Work required —
Search the records that follow and extract every line containing the string "OpenRouter".

(Record extracts Opens)

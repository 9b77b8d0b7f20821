//! Writingway Core - LLM provider aggregation for Writingway
//!
//! This crate provides the UI-agnostic half of Writingway's LLM tooling:
//! - Provider configuration (`.writingway.toml`, env overrides)
//! - Provider kinds and their wire formats (OpenAI-compatible, Anthropic, Gemini, Ollama)
//! - A registry resolving provider labels to cached providers
//! - The invocation facade for blocking and streaming prompts
//! - A background streaming worker with cooperative cancellation
//!
//! # Architecture
//!
//! ```text
//! ┌──────────────┐  send/stream  ┌───────────────┐  label  ┌──────────────────┐
//! │  UI / CLI    │ ─────────────→│ LlmAggregator │ ───────→│ ProviderRegistry │
//! │              │               │               │         └────────┬─────────┘
//! │              │ ←─────────────│ PromptStream  │                  │ Provider
//! └──────────────┘  WorkerEvent  └───────────────┘         (client + model cache)
//! ```
//!
//! # Example
//!
//! ```ignore
//! use std::sync::Arc;
//! use writingway_core::{LlmAggregator, Overrides, ProviderRegistry, SharedSettings};
//!
//! let settings = SharedSettings::new(config.llm);
//! let llm = LlmAggregator::new(ProviderRegistry::new(Arc::new(settings)));
//!
//! for chunk in llm.stream_prompt("Describe the harbour at dawn", &Overrides::new(), None)? {
//!     print!("{}", chunk?);
//! }
//! ```

pub mod config;
pub mod error;
pub mod llm;

pub use error::{LlmError, Result};

// Re-export config types
pub use config::{LlmSettings, ProviderConfig, SettingsSource, SharedSettings, WritingwayConfig};

// Re-export LLM types
pub use llm::{
    CancelHandle, ChatMessage, LlmAggregator, ModelCatalog, ModelDescriptor, Overrides,
    PromptStream, Provider, ProviderKind, ProviderRegistry, Role, SharedProvider,
    StreamingWorker, WorkerEvent, WorkerState,
};

/// Get the crate version
pub fn version() -> &'static str {
    env!("CARGO_PKG_VERSION")
}
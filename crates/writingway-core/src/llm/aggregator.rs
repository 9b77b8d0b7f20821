//! Invocation facade
//!
//! The single call surface for prompt consumers. Resolves the provider,
//! translates history, and keeps track of live streaming sessions so they can
//! be interrupted.

use super::message::{build_conversation, ChatMessage};
use super::provider::Overrides;
use super::registry::{ProviderRegistry, SharedProvider};
use super::stream::{PromptStream, SessionTracker};
use crate::error::{LlmError, Result};
use std::sync::Arc;
use tracing::{debug, info};

/// Front door for blocking and streaming prompts
pub struct LlmAggregator {
    registry: ProviderRegistry,
    sessions: Arc<SessionTracker>,
}

impl LlmAggregator {
    pub fn new(registry: ProviderRegistry) -> Self {
        Self {
            registry,
            sessions: Arc::new(SessionTracker::default()),
        }
    }

    pub fn registry(&self) -> &ProviderRegistry {
        &self.registry
    }

    /// Pick the provider a call targets and the overrides that apply.
    ///
    /// An explicit provider name wins over the active provider, except the
    /// `"Local"`/`"Default"` placeholders, which re-resolve to the active
    /// provider and discard every other override.
    pub fn resolve(&self, overrides: &Overrides) -> Result<(SharedProvider, Overrides)> {
        let (name, effective) = match overrides.provider_name() {
            Some(name) if Overrides::is_default_sentinel(name) => {
                (self.registry.active_provider_name(), Overrides::default())
            }
            Some(name) => (name.to_string(), overrides.clone()),
            None => (self.registry.active_provider_name(), overrides.clone()),
        };

        if name.trim().is_empty() {
            return Err(LlmError::configuration("No active LLM provider specified"));
        }

        let provider = self.registry.get_provider(&name).ok_or_else(|| {
            LlmError::provider(format!("Provider '{}' is not configured", name))
        })?;

        debug!(provider = %name, kind = %provider.kind(), "Resolved provider");
        Ok((provider, effective))
    }

    /// Send a prompt and block until the full response text arrives.
    ///
    /// With `history`, the prompt is appended as the final user turn.
    pub fn send_prompt(
        &self,
        prompt: &str,
        overrides: &Overrides,
        history: Option<&[ChatMessage]>,
    ) -> Result<String> {
        let (provider, overrides) = self.resolve(overrides)?;
        let client = provider.get_client(&overrides)?;
        client.complete(&build_conversation(prompt, history))
    }

    /// Start a streaming prompt.
    ///
    /// Configuration problems fail before any session opens. Once the
    /// session is open, its cleanup (deregistration and a client reset) runs
    /// on every exit path, including a failed request.
    pub fn stream_prompt(
        &self,
        prompt: &str,
        overrides: &Overrides,
        history: Option<&[ChatMessage]>,
    ) -> Result<PromptStream> {
        let (provider, overrides) = self.resolve(overrides)?;
        provider.ensure_api_key(&overrides)?;

        let guard = self.sessions.begin(Arc::clone(&provider));
        let client = provider.get_client(&overrides)?;
        let chunks = client.stream(&build_conversation(prompt, history))?;

        info!(provider = %provider.name(), model = %client.model(), "Streaming prompt");
        Ok(PromptStream::new(chunks, guard))
    }

    /// Cancel every live stream. Returns `false` (and does nothing) when no
    /// stream is active.
    pub fn interrupt(&self) -> bool {
        let signalled = self.sessions.cancel_all();
        if signalled > 0 {
            info!(sessions = signalled, "Interrupt requested");
        }
        signalled > 0
    }

    /// Whether any streaming session is open
    pub fn is_streaming(&self) -> bool {
        self.sessions.active_count() > 0
    }
}
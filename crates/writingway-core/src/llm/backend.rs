//! Wire-format backends
//!
//! A backend knows how one API family shapes its requests and responses:
//! where the model list lives, how auth is attached, how a chat request is
//! built and how streamed lines are decoded. It holds no state; the effective
//! settings arrive with every call.

use super::client::ClientSettings;
use super::message::ChatMessage;
use super::models::ModelDescriptor;
use super::transport::HttpRequest;
use crate::error::{LlmError, Result};
use serde_json::Value;

/// Outcome of decoding one line of a streaming body
#[derive(Debug, Clone)]
pub enum StreamLine {
    /// Keep-alive, event name, or a chunk without text
    Skip,
    /// A text fragment
    Text(String),
    /// The provider signalled the end of the stream
    Done,
    /// The provider reported an error in-stream
    Failed(LlmError),
}

/// Per-API-family request/response mapping
pub trait ProviderBackend: Send + Sync {
    /// Request listing the available models
    fn models_request(&self, settings: &ClientSettings) -> HttpRequest;

    /// Map a successful model-list body into descriptors
    fn parse_models(&self, body: &Value) -> Vec<ModelDescriptor>;

    /// Chat request, streaming or not
    fn chat_request(
        &self,
        settings: &ClientSettings,
        messages: &[ChatMessage],
        stream: bool,
    ) -> HttpRequest;

    /// Extract the text of a non-streaming completion
    fn parse_completion(&self, body: &Value) -> Result<String>;

    /// Decode one line of a streaming response
    fn parse_stream_line(&self, line: &str) -> StreamLine;
}

/// Join a base URL and a relative path with exactly one slash.
pub(crate) fn join_url(base: &str, path: &str) -> String {
    format!("{}/{}", base.trim_end_matches('/'), path.trim_start_matches('/'))
}

/// Payload of an SSE `data:` line, if this is one
pub(crate) fn sse_data(line: &str) -> Option<&str> {
    line.strip_prefix("data:").map(|data| data.trim())
}

/// In-band `{"error": ...}` object of a JSON chunk, as an `Api` error
pub(crate) fn inline_error(json: &Value) -> Option<LlmError> {
    let error = json.get("error")?;
    let message = match error {
        Value::String(msg) => msg.clone(),
        _ => error
            .get("message")
            .and_then(|m| m.as_str())
            .unwrap_or("Unknown error")
            .to_string(),
    };
    let status = error
        .get("code")
        .and_then(|c| c.as_u64())
        .and_then(|c| u16::try_from(c).ok())
        .unwrap_or(500);
    Some(LlmError::Api { status, message })
}
//! Configuration loader with environment variable expansion
//!
//! Loads configuration from `.writingway.toml` in the project root or the
//! user config directory.

use super::types::{ProviderConfig, WritingwayConfig};
use super::writer::{config_path, user_config_path};
use crate::llm::ProviderKind;
use regex::Regex;
use std::path::Path;

/// Configuration loading error
#[derive(Debug, thiserror::Error)]
pub enum ConfigError {
    #[error("Failed to read config file: {0}")]
    ReadError(#[from] std::io::Error),

    #[error("Failed to parse config: {0}")]
    ParseError(#[from] toml::de::Error),

    #[error("Failed to serialize config: {0}")]
    SerializeError(#[from] toml::ser::Error),

    #[error("Failed to encode JSON: {0}")]
    JsonError(#[from] serde_json::Error),
}

const ENV_VAR_PATTERN: &str = r"\$\{([^}]+)\}";

/// Load configuration from various sources
///
/// Priority order:
/// 1. Project-level `.writingway.toml`
/// 2. User-level `~/.config/writingway/config.toml`
/// 3. Default configuration
pub fn load_config(project_dir: &Path) -> Result<WritingwayConfig, ConfigError> {
    let project_config = config_path(project_dir);
    if project_config.exists() {
        return load_from_file(&project_config);
    }

    if let Some(user_config) = user_config_path() {
        if user_config.exists() {
            return load_from_file(&user_config);
        }
    }

    Ok(apply_env_overrides(WritingwayConfig::default()))
}

/// Load configuration from a specific file
pub fn load_from_file(path: &Path) -> Result<WritingwayConfig, ConfigError> {
    let content = std::fs::read_to_string(path)?;
    let mut config: WritingwayConfig = toml::from_str(&content)?;

    expand_env_vars(&mut config);
    config = apply_env_overrides(config);

    tracing::debug!(
        path = %path.display(),
        providers = config.llm.providers.len(),
        "loaded configuration"
    );
    Ok(config)
}

/// Expand ${VAR} patterns in string values
fn expand_env_vars(config: &mut WritingwayConfig) {
    let Ok(env_regex) = Regex::new(ENV_VAR_PATTERN) else {
        return;
    };

    for provider in config.llm.providers.values_mut() {
        if let Some(ref api_key) = provider.api_key {
            provider.api_key = Some(expand_string(api_key, &env_regex));
        }
        if let Some(ref endpoint) = provider.endpoint {
            provider.endpoint = Some(expand_string(endpoint, &env_regex));
        }
    }
}

/// Expand environment variables in a single string
fn expand_string(s: &str, regex: &Regex) -> String {
    regex
        .replace_all(s, |caps: &regex::Captures| {
            let var_name = &caps[1];
            std::env::var(var_name).unwrap_or_else(|_| format!("${{{}}}", var_name))
        })
        .to_string()
}

/// Apply environment variable overrides for common settings
///
/// Keys land on the entry labelled after the provider kind, which is created
/// when missing:
/// - OPENAI_API_KEY -> OpenAI
/// - ANTHROPIC_API_KEY -> Anthropic
/// - GEMINI_API_KEY / GOOGLE_API_KEY -> Gemini
/// - OPENROUTER_API_KEY -> OpenRouter
/// - TOGETHER_API_KEY -> TogetherAI
/// - OLLAMA_BASE_URL -> Ollama endpoint
/// - WRITINGWAY_ACTIVE_PROVIDER -> active provider label
fn apply_env_overrides(mut config: WritingwayConfig) -> WritingwayConfig {
    let key_vars: [(ProviderKind, &[&str]); 5] = [
        (ProviderKind::OpenAI, &["OPENAI_API_KEY"]),
        (ProviderKind::Anthropic, &["ANTHROPIC_API_KEY"]),
        (ProviderKind::Gemini, &["GEMINI_API_KEY", "GOOGLE_API_KEY"]),
        (ProviderKind::OpenRouter, &["OPENROUTER_API_KEY"]),
        (ProviderKind::TogetherAI, &["TOGETHER_API_KEY"]),
    ];

    for (kind, vars) in key_vars {
        let key = vars
            .iter()
            .filter_map(|var| std::env::var(var).ok())
            .find(|key| !key.is_empty());
        if let Some(key) = key {
            provider_entry(&mut config, kind).api_key = Some(key);
        }
    }

    if let Ok(url) = std::env::var("OLLAMA_BASE_URL") {
        if !url.is_empty() {
            provider_entry(&mut config, ProviderKind::Ollama).endpoint = Some(url);
        }
    }

    if let Ok(active) = std::env::var("WRITINGWAY_ACTIVE_PROVIDER") {
        if !active.is_empty() {
            config.llm.active_provider = active;
        }
    }

    config
}

fn provider_entry(config: &mut WritingwayConfig, kind: ProviderKind) -> &mut ProviderConfig {
    config
        .llm
        .providers
        .entry(kind.name().to_string())
        .or_insert_with(|| ProviderConfig::new(kind))
}

/// Create a sample configuration file content
pub fn sample_config() -> &'static str {
    r#"# Writingway Configuration
# Place this file in your project root as .writingway.toml
# or in ~/.config/writingway/config.toml for global settings

[llm]
# Label of the provider entry used when a call does not name one
active_provider = "OpenAI"

[llm.providers.OpenAI]
provider = "OpenAI"
endpoint = "https://api.openai.com/v1"
api_key = "${OPENAI_API_KEY}"
model = "gpt-4o-mini"
timeout = 30

[llm.providers.Claude]
provider = "Anthropic"
api_key = "${ANTHROPIC_API_KEY}"
model = "claude-3-haiku-20240307"

[llm.providers.Ollama]
provider = "Ollama"
endpoint = "http://localhost:11434"
model = "llama3"
timeout = 240

# Several entries may share a kind, e.g. two OpenAI-compatible servers
[llm.providers."Workstation"]
provider = "Custom"
endpoint = "http://192.168.1.20:8080/v1/"
model = "mistral-7b-instruct"
"#
}

#[cfg(test)]
mod tests {
    use super::*;
    use crate::config::LlmSettings;

    #[test]
    fn test_default_config() {
        let config = WritingwayConfig::default();
        assert_eq!(config.llm.active_provider, "OpenAI");
        assert!(config.llm.providers.contains_key("Ollama"));
    }

    #[test]
    fn test_sample_config_parses() {
        let config: WritingwayConfig = toml::from_str(sample_config()).unwrap();
        assert_eq!(config.llm.providers.len(), 4);
        assert_eq!(
            config.llm.providers["Workstation"].kind(),
            Some(ProviderKind::Custom)
        );
    }

    #[test]
    fn test_expand_env_var() {
        let regex = Regex::new(ENV_VAR_PATTERN).unwrap();
        std::env::set_var("WW_TEST_VAR", "test_value");
        let result = expand_string("prefix_${WW_TEST_VAR}_suffix", &regex);
        assert_eq!(result, "prefix_test_value_suffix");
        std::env::remove_var("WW_TEST_VAR");
    }

    #[test]
    fn test_missing_env_var() {
        let regex = Regex::new(ENV_VAR_PATTERN).unwrap();
        let result = expand_string("${WW_NONEXISTENT_VAR}", &regex);
        assert_eq!(result, "${WW_NONEXISTENT_VAR}");
    }

    #[test]
    fn test_load_from_file_expands_keys() {
        let dir = tempfile::tempdir().unwrap();
        let path = dir.path().join(".writingway.toml");
        std::fs::write(
            &path,
            r#"
[llm]
active_provider = "Mine"

[llm.providers.Mine]
provider = "Custom"
api_key = "${WW_LOADER_TEST_KEY}"
"#,
        )
        .unwrap();

        std::env::set_var("WW_LOADER_TEST_KEY", "sk-from-env");
        let config = load_config(dir.path()).unwrap();
        std::env::remove_var("WW_LOADER_TEST_KEY");

        let mine = config.llm.get_provider("Mine").unwrap();
        assert_eq!(mine.api_key(), Some("sk-from-env"));
        assert_eq!(config.llm.active_provider, "Mine");
    }

    #[test]
    fn test_parse_error_surfaces() {
        let dir = tempfile::tempdir().unwrap();
        let path = dir.path().join("broken.toml");
        std::fs::write(&path, "[llm\nactive_provider = ").unwrap();
        assert!(matches!(
            load_from_file(&path),
            Err(ConfigError::ParseError(_))
        ));
    }

    #[test]
    fn test_empty_settings_have_no_active() {
        let settings = LlmSettings::empty();
        assert!(settings.active_config().is_none());
    }
}
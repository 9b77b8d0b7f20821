//! Configuration writer

use super::loader::ConfigError;
use super::types::WritingwayConfig;
use std::path::{Path, PathBuf};

/// Project-level config file name
pub const CONFIG_FILE_NAME: &str = ".writingway.toml";

/// Path of the project-level config file
pub fn config_path(project_dir: &Path) -> PathBuf {
    project_dir.join(CONFIG_FILE_NAME)
}

/// Path of the user-level config file
pub fn user_config_path() -> Option<PathBuf> {
    dirs::config_dir().map(|d| d.join("writingway").join("config.toml"))
}

/// Persist configuration as pretty TOML, creating parent directories.
pub fn save_config(config: &WritingwayConfig, path: &Path) -> Result<(), ConfigError> {
    if let Some(parent) = path.parent() {
        std::fs::create_dir_all(parent)?;
    }
    let content = toml::to_string_pretty(config)?;
    std::fs::write(path, content)?;
    tracing::debug!(path = %path.display(), "saved configuration");
    Ok(())
}
// 6.0: broker whitelist. brokers are the only callers allowed to fill pending
// orders; governance adds and removes them. consulted on every fill.

use crate::types::AccountId;
use serde::{Deserialize, Serialize};
use std::collections::HashSet;

#[derive(Debug, Clone, Default, Serialize, Deserialize)]
pub struct BrokerRegistry {
    brokers: HashSet<AccountId>,
}

impl BrokerRegistry {
    pub fn new() -> Self {
        Self::default()
    }

    /// Returns false if the account was already a broker.
    pub fn add(&mut self, account: AccountId) -> bool {
        self.brokers.insert(account)
    }

    /// Returns false if the account was not a broker (no-op in that case).
    pub fn remove(&mut self, account: AccountId) -> bool {
        self.brokers.remove(&account)
    }

    pub fn is_broker(&self, account: AccountId) -> bool {
        self.brokers.contains(&account)
    }

    pub fn len(&self) -> usize {
        self.brokers.len()
    }

    pub fn is_empty(&self) -> bool {
        self.brokers.is_empty()
    }

    pub fn iter(&self) -> impl Iterator<Item = &AccountId> {
        self.brokers.iter()
    }
}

(Record extracts Closes)

Exercise answer —
/// - OPENROUTER_API_KEY -> OpenRouter
        (ProviderKind::OpenRouter, &["OPENROUTER_API_KEY"]),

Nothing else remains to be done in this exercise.